**Required work**
Wherever a line holds the word "ModelRegistry", copy that line from the data.

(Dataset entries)
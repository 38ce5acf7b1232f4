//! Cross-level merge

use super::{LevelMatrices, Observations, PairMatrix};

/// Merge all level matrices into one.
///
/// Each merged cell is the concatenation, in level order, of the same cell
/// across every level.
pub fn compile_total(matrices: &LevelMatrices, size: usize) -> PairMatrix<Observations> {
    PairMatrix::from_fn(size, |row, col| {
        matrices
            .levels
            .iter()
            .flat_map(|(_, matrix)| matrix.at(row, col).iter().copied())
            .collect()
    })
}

--

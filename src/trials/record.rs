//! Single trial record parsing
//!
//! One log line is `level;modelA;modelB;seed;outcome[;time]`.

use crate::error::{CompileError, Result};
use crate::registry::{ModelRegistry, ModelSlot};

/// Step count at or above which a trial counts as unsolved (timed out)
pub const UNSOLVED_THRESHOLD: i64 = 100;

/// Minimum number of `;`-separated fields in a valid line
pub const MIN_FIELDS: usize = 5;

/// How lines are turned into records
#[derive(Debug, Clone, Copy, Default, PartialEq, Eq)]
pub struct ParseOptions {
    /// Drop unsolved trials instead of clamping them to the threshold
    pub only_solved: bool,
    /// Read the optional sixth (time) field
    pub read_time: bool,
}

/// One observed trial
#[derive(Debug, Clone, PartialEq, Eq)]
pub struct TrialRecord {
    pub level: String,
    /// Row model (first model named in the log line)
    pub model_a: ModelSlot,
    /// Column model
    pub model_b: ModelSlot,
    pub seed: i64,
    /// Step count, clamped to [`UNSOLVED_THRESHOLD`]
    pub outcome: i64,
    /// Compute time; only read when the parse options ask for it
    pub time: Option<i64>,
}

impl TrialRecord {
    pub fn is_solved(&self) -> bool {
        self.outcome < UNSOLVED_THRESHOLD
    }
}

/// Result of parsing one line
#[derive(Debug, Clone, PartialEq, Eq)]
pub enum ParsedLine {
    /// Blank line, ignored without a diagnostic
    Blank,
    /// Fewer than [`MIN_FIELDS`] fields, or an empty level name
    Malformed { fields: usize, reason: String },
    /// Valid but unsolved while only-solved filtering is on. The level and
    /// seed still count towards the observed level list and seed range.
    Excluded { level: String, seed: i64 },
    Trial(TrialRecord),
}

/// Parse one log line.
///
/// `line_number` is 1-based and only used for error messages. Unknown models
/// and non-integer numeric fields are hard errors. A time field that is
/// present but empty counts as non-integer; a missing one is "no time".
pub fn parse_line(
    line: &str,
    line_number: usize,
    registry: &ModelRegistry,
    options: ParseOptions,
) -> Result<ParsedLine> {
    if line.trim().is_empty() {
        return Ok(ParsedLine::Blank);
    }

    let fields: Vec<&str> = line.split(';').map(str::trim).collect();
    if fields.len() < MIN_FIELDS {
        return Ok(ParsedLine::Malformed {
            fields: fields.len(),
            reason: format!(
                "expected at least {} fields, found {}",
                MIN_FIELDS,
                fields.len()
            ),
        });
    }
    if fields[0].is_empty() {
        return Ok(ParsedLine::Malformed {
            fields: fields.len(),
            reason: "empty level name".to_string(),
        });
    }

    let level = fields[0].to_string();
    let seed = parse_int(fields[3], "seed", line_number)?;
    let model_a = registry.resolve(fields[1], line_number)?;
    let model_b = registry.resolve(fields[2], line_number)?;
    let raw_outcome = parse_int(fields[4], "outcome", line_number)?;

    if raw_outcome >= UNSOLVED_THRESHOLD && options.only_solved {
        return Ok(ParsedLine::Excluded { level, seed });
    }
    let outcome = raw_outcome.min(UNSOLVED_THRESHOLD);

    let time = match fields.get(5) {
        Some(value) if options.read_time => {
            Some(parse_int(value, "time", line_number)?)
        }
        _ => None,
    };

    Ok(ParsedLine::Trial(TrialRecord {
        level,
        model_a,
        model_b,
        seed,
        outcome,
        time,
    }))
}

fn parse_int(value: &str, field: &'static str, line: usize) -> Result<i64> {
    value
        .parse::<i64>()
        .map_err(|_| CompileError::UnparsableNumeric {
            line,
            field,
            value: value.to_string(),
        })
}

--

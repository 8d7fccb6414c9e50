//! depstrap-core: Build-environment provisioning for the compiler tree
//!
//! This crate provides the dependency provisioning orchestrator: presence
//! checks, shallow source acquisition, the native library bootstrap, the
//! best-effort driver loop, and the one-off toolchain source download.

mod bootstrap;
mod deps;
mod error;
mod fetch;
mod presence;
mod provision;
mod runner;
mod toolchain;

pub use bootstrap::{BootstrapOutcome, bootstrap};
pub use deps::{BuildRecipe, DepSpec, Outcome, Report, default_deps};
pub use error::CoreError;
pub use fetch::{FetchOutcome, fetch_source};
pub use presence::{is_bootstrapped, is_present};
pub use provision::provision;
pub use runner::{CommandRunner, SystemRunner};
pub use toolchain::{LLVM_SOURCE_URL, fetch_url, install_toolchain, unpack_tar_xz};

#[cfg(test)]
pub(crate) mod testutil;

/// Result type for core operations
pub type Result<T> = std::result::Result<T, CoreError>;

**Finished task**
use crate::registry::{ModelRegistry, ModelSlot};
    registry: &ModelRegistry,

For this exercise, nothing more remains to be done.